The agency missed the deadline because it lacked enough time to evaluate public input, said DNR hydrologist Jeff Berg, who helps head the rulemaking project.

Berg said 18 months wasn't a realistic time frame to get all differences settled.

"There's a pretty large gap in opinions," he said.

The 2009 Legislature instructed the DNR to create the guidelines and appropriated $250,000 for the task in 2010 and again in 2011.

Two DNR staff members led the project, and others worked on it as well. They met with the staffs and officials from all 30 cities and townships inside the corridor, convened meetings and two open houses, created three drafts of the standards, and met with interest groups to get their comments.

But some municipalities and lobbying groups complained that the DNR was overstepping its boundaries and not adequately balancing environmental protections and other local interests.

Jan. 1 was the deadline for the DNR to publish notice of its intent to adopt the rules.

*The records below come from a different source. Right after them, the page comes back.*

//! Application state for the TUI
//!
//! `App` is the adapter between the terminal and the scan session: key
//! handlers call session methods, and session events drained by the
//! polling module mutate the UI state here.

use std::time::{Duration, Instant};

use arboard::Clipboard;
use tokio::sync::mpsc::UnboundedReceiver;

use scanlens_core::{CameraError, ScanResult, ScanSession, SessionEvent};

use super::theme::Theme;

/// How long the copy confirmation stays on the copy control.
const COPY_FLASH: Duration = Duration::from_secs(2);

/// Status line severity, used for coloring.
#[derive(Debug, Clone, Copy, PartialEq, Eq)]
pub enum StatusKind {
    Info,
    Success,
    Error,
}

#[derive(Debug, Clone)]
pub struct StatusLine {
    pub text: String,
    pub kind: StatusKind,
}

impl StatusLine {
    pub fn info(text: impl Into<String>) -> Self {
        Self {
            text: text.into(),
            kind: StatusKind::Info,
        }
    }

    pub fn success(text: impl Into<String>) -> Self {
        Self {
            text: text.into(),
            kind: StatusKind::Success,
        }
    }

    pub fn error(text: impl Into<String>) -> Self {
        Self {
            text: text.into(),
            kind: StatusKind::Error,
        }
    }
}

pub struct App {
    pub session: ScanSession,
    pub events: UnboundedReceiver<SessionEvent>,
    pub status: StatusLine,
    pub result: Option<ScanResult>,
    pub show_result: bool,
    pub copied_at: Option<Instant>,
    pub theme: Theme,
    pub should_quit: bool,
}

impl App {
    pub fn new(session: ScanSession, events: UnboundedReceiver<SessionEvent>) -> Self {
        Self {
            session,
            events,
            status: StatusLine::info("Press s to start scanning."),
            result: None,
            show_result: false,
            copied_at: None,
            theme: Theme::default(),
            should_quit: false,
        }
    }

    /// The start/stop control pair mirrors the session state: start is
    /// shown while nothing is running, stop while a scan is active.
    pub fn start_visible(&self) -> bool {
        !self.session.state().is_active()
    }

    pub fn stop_visible(&self) -> bool {
        self.session.state().is_active()
    }

    pub async fn start_scan(&mut self) {
        self.status = StatusLine::info("Starting camera...");
        self.session.start().await;
    }

    pub async fn stop_scan(&mut self) {
        self.session.stop().await;
        if !self.show_result {
            self.status = StatusLine::info("Scanner stopped.");
        }
    }

    /// Hide the result panel and re-enter the scan lifecycle.
    pub async fn new_scan(&mut self) {
        self.show_result = false;
        self.result = None;
        self.copied_at = None;
        self.status = StatusLine::info("Starting camera...");
        self.session.reset().await;
    }

    pub fn copy_result(&mut self) {
        let Some(result) = &self.result else {
            return;
        };
        match Clipboard::new().and_then(|mut clipboard| clipboard.set_text(result.text.clone())) {
            Ok(()) => self.copied_at = Some(Instant::now()),
            Err(err) => tracing::warn!("clipboard copy failed: {err}"),
        }
    }

    pub fn open_result(&self) {
        let Some(result) = &self.result else {
            return;
        };
        if !result.is_url {
            return;
        }
        if let Err(err) = webbrowser::open(&result.text) {
            tracing::warn!("failed to open link: {err}");
        }
    }

    pub fn copied_flash_active(&self) -> bool {
        self.copied_at.is_some_and(|at| at.elapsed() < COPY_FLASH)
    }

    /// Expire transient UI state. Returns true while a redraw is still
    /// needed to keep the display current.
    pub fn tick_ui(&mut self) -> bool {
        if let Some(at) = self.copied_at {
            if at.elapsed() >= COPY_FLASH {
                self.copied_at = None;
            }
            return true;
        }
        false
    }

    /// Apply one session event to the UI state.
    pub fn apply_event(&mut self, event: SessionEvent) {
        match event {
            SessionEvent::ScanningStarted => {
                self.status = StatusLine::info("Scanning for QR codes...");
            }
            SessionEvent::StartFailed(err) => {
                self.status = match err {
                    CameraError::PermissionDenied => {
                        StatusLine::error("Camera access denied. Please allow camera permissions.")
                    }
                    CameraError::DeviceUnavailable(detail) => {
                        StatusLine::error(format!("Camera unavailable: {detail}"))
                    }
                    CameraError::Backend(detail) => {
                        StatusLine::error(format!("Camera error: {detail}"))
                    }
                };
            }
            SessionEvent::Detected(result) => {
                self.status = StatusLine::success("QR code detected!");
                self.session.note_detected(&result);
                self.result = Some(result);
                self.show_result = true;
            }
            SessionEvent::Stopped => {
                // Stream released; control visibility follows session
                // state on the next draw.
            }
        }
    }
}

#[cfg(test)]
mod tests {
    use super::*;

    use std::sync::Arc;

    use async_trait::async_trait;
    use scanlens_core::{
        CameraConstraints, CameraDevice, Decode, Decoded, Frame, FrameStream, Inversion,
        SessionOptions,
    };

    struct NullCamera;

    #[async_trait]
    impl CameraDevice for NullCamera {
        async fn open(
            &self,
            _constraints: &CameraConstraints,
        ) -> Result<Box<dyn FrameStream>, CameraError> {
            Err(CameraError::PermissionDenied)
        }
    }

    struct NullDecoder;

    impl Decode for NullDecoder {
        fn decode(&self, _frame: &Frame, _inversion: Inversion) -> Option<Decoded> {
            None
        }
    }

    fn test_app() -> App {
        let (session, events) = ScanSession::new(
            Arc::new(NullCamera),
            Arc::new(NullDecoder),
            SessionOptions::default(),
        );
        App::new(session, events)
    }

    #[test]
    fn test_detected_event_shows_result_panel() {
        let mut app = test_app();
        app.apply_event(SessionEvent::Detected(ScanResult::new(
            "https://example.com",
        )));

        assert!(app.show_result);
        assert_eq!(app.status.kind, StatusKind::Success);
        let result = app.result.as_ref().unwrap();
        assert!(result.is_url);
        // Session recorded the stop; the start control is visible again
        assert!(app.start_visible());
        assert!(!app.stop_visible());
    }

    #[test]
    fn test_denied_event_sets_error_status() {
        let mut app = test_app();
        app.apply_event(SessionEvent::StartFailed(CameraError::PermissionDenied));
        assert_eq!(app.status.kind, StatusKind::Error);
        assert!(app.status.text.contains("denied"));
        assert!(!app.show_result);
    }

    #[test]
    fn test_plain_text_result_hides_open_affordance() {
        let mut app = test_app();
        app.apply_event(SessionEvent::Detected(ScanResult::new("plain text")));
        assert!(!app.result.as_ref().unwrap().is_url);
    }

    #[tokio::test]
    async fn test_start_denied_leaves_start_visible() {
        let mut app = test_app();
        app.start_scan().await;
        // Drain the failure event the session queued
        while let Ok(event) = app.events.try_recv() {
            app.apply_event(event);
        }
        assert!(app.start_visible());
        assert_eq!(app.status.kind, StatusKind::Error);
    }

    #[test]
    fn test_copy_without_result_is_noop() {
        let mut app = test_app();
        app.copy_result();
        assert!(app.copied_at.is_none());
    }
}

Under state statute, since notice was not given in time, the authority for the rules expired.

What happens next depends on the Legislature. It could do nothing, which would terminate the rulemaking process; repeal the legislation that directed the process, or authorize the DNR to continue.

Help from the Capitol seems unlikely with Republicans in charge of the Legislature, Clark said.

"If we could just go to the Legislature and the DNR could just get more time, we would be in support of this," he said. "I don't think there's a chance of that happening."

Sen. Benjamin Kruse, R-Brooklyn Park, who introduced the bill to terminate the process, said that the rules would have been detrimental to residents.

Residents "are kind of out in limbo right now. ... What we want to do is get that cleared up for them," Kruse said.

To Berg's knowledge, DNR management has not decided how to proceed, he said. The agency is working on a new draft of the rules that it hopes to complete this week.

Even if the rules aren't enacted, Berg said, the year was not a waste.

"If the executive branch or the Legislature decides to take this up again, at least we will have a starting point."